The government has raised eyebrows by intervening to rescue Flybe, Europe’s biggest regional airline. On the face of it, it’s a departure from the small state conservatism to which we have become accustomed.
Yet we shouldn’t really be surprised. Boris Johnson has described himself as a “Brexity Hezza”; it was Michael Heseltine who famously promised to intervene before breakfast, lunch and dinner. At the election, Johnson promised more state aid for firms in trouble and a “Buy British” government policy after Brexit.
Johnson could not afford to allow Flybe to go under when his signature policy is to “level up” the regions. Ministers deny a bailout; that would look like the Seventies-style socialism they denounced at the election. But allowing Flybe to defer a £106m air passenger duty (APD) bill and the expected cut (APD) in next month’s budget are a barely disguised bung. Lower APD is hardly environmentally friendly when the Tories are supposedly going green.
Although ministers probably had to act quickly to save Flybe, a better policy in the medium term would be direct subsidies for specific routes poorly served by rail.
Their intervention shows that state conservatism is dying. It might soon be pronounced dead. In the budget, Sajid Javid will spend about £100bn on infrastructure projects to “level up” the north and midlands. That will be the relatively easy bit.
The hard part will follow: before a second budget and government-wide spending review in the autumn, Johnson will have to decide whether he really wants to end austerity. The pressures to spend more on public services will be immense; Javid will have little room for manoeuvre if he is to stick to the Tories’ pledges to balance the books in three years, and borrow only for investment rather than public services.

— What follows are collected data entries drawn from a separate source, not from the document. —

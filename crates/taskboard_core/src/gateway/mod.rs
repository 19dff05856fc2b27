//! Remote store gateway contract and implementations.
//!
//! # Responsibility
//! - Define the capability contract the core needs from the remote
//!   relational store: ordered reads plus row-level create/update/delete.
//! - Keep storage transport details behind gateway implementations.
//!
//! # Invariants
//! - Inserts return the created row with store-assigned id and timestamp.
//! - Deleting a task also deletes its comments inside the store; callers
//!   mirror that cascade locally after confirmation.
//! - One gateway call is issued at a time per user action; calls against
//!   the same entity are executed in call order.

use std::error::Error;
use std::fmt::{Display, Formatter};

pub mod memory;
pub mod rows;
pub mod sqlite;

use rows::{CommentRow, NewCommentRow, NewTaskRow, NewUserRow, TaskPatch, TaskRow, UserRow};

pub type GatewayResult<T> = Result<T, GatewayError>;

/// Row-level operation kind, used for error context.
#[derive(Debug, Clone, Copy, PartialEq, Eq)]
pub enum GatewayOp {
    Select,
    Insert,
    Update,
    Delete,
}

impl Display for GatewayOp {
    fn fmt(&self, f: &mut Formatter<'_>) -> std::fmt::Result {
        let name = match self {
            Self::Select => "select",
            Self::Insert => "insert",
            Self::Update => "update",
            Self::Delete => "delete",
        };
        write!(f, "{name}")
    }
}

/// Failure reported by the remote store for one operation.
///
/// Carried backend-agnostic so in-memory and SQLite gateways (and tests)
/// produce the same shape.
#[derive(Debug, Clone, PartialEq, Eq)]
pub struct GatewayError {
    pub table: &'static str,
    pub op: GatewayOp,
    pub message: String,
}

impl GatewayError {
    pub fn new(table: &'static str, op: GatewayOp, message: impl Into<String>) -> Self {
        Self {
            table,
            op,
            message: message.into(),
        }
    }
}

impl Display for GatewayError {
    fn fmt(&self, f: &mut Formatter<'_>) -> std::fmt::Result {
        write!(
            f,
            "remote {} on `{}` failed: {}",
            self.op, self.table, self.message
        )
    }
}

impl Error for GatewayError {}

/// Capability contract consumed by the loader and the board service.
///
/// Every operation suspends its caller until the remote store resolves it;
/// there is no timeout or cancellation at this layer. A failed operation
/// leaves remote state untouched from the caller's point of view.
#[allow(async_fn_in_trait)]
pub trait BoardGateway {
    /// Reads all users, ordered by id.
    async fn select_users(&self) -> GatewayResult<Vec<UserRow>>;

    /// Reads all tasks, ordered by creation time.
    async fn select_tasks(&self) -> GatewayResult<Vec<TaskRow>>;

    /// Reads all comments, ordered by creation time.
    async fn select_comments(&self) -> GatewayResult<Vec<CommentRow>>;

    /// Creates one user and returns the stored row.
    async fn insert_user(&self, row: NewUserRow) -> GatewayResult<UserRow>;

    /// Creates one task and returns the stored row.
    async fn insert_task(&self, row: NewTaskRow) -> GatewayResult<TaskRow>;

    /// Creates one comment and returns the stored row.
    async fn insert_comment(&self, row: NewCommentRow) -> GatewayResult<CommentRow>;

    /// Applies a partial update to one task row.
    ///
    /// # Errors
    /// - Fails when no row with `id` exists.
    async fn update_task(&self, id: i64, patch: TaskPatch) -> GatewayResult<()>;

    /// Deletes one task row; dependent comments are removed by the store.
    ///
    /// # Errors
    /// - Fails when no row with `id` exists.
    async fn delete_task(&self, id: i64) -> GatewayResult<()>;
}

#[cfg(test)]
mod tests {
    use super::{GatewayError, GatewayOp};

    #[test]
    fn gateway_error_display_names_operation_and_table() {
        let err = GatewayError::new("tasks", GatewayOp::Update, "connection reset");
        assert_eq!(
            err.to_string(),
            "remote update on `tasks` failed: connection reset"
        );
    }
}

So a Tory party traditionally committed to tax cuts may have to swallow the unpalatable medicine of tax rises. To be “fair”, they would have to hit the party’s traditional supporters rather than their new working class ones. They might be seen as stealth taxes, since the Tory manifesto ruled out increasing the rate of income tax, national insurance or VAT.
Free market ministers who still idolise Margaret Thatcher wouldn’t like it. The authors of a 2012 bible for small state, economically libertarian conservatism, Britannia Unchained – Priti Patel, Dominic Raab, Liz Truss, Kwasi Kwarteng and Chris Skidmore – are all ministers under Johnson. It criticised UK workers as “among the worst idlers in the world”.
Javid shared some of their instincts. As business secretary, he ordered his officials not to use the phrase “industrial policy”. Now he champions “levelling up”, which will require directing investment away from London and the southeast to less prosperous regions. Javid’s change of tack symbolises the journey the Tories are on.
Many grassroots Tories will be wary of a big state approach. Six out of 10 members say they support a One Nation stance but are distrustful of interventionist politics and fear the government will stray too far from conservative principles, according to a ConservativeHome survey.
Between the first and second budgets, ministers expect a big, and potentially divisive, debate about the Tories’ future direction. Johnson may find it harder to hold his party’s factions together once the unifying glue of Brexit disappears.
He will likely splash the cash on the NHS and education in the party’s new working class strongholds. The message from his new band of Tory MPs in the north and midlands will surely be that shiny bridges and new roads will not be enough. Voters will care more about the state of their hospitals, GP surgeries and schools.
It will be very hard to clear the deficit in three years. A long overdue social care policy will cost billions. Future cuts in national insurance contributions, billed as helping the low paid, will have to be budgeted for. With an isolationist in the White House, there will be pressure to spend more on defence.
Johnson will want to go with the grain of public opinion. According to YouGov, 57 per cent of people, and 54 per cent of last month’s Tory voters, think higher spending on services like health and education is more important than tax cuts.
His apparent conversion to an active state will pose a dilemma for whoever succeeds Jeremy Corbyn as Labour leader. Dark warnings about a return to Thatcherism, which Labour tried at the election, will not wash. Labour will need some new tunes. Its dividing line should be green, as there will be a limit to Tory interventionism to tackle the climate emergency, as Matt Hancock’s “carry on flying” message showed today.
But Labour should not lazily assume that voters won’t buy Johnson’s new conservatism. Ominously for Labour, it will make it much harder for the party to regain the “red wall” of seats that turned blue last month.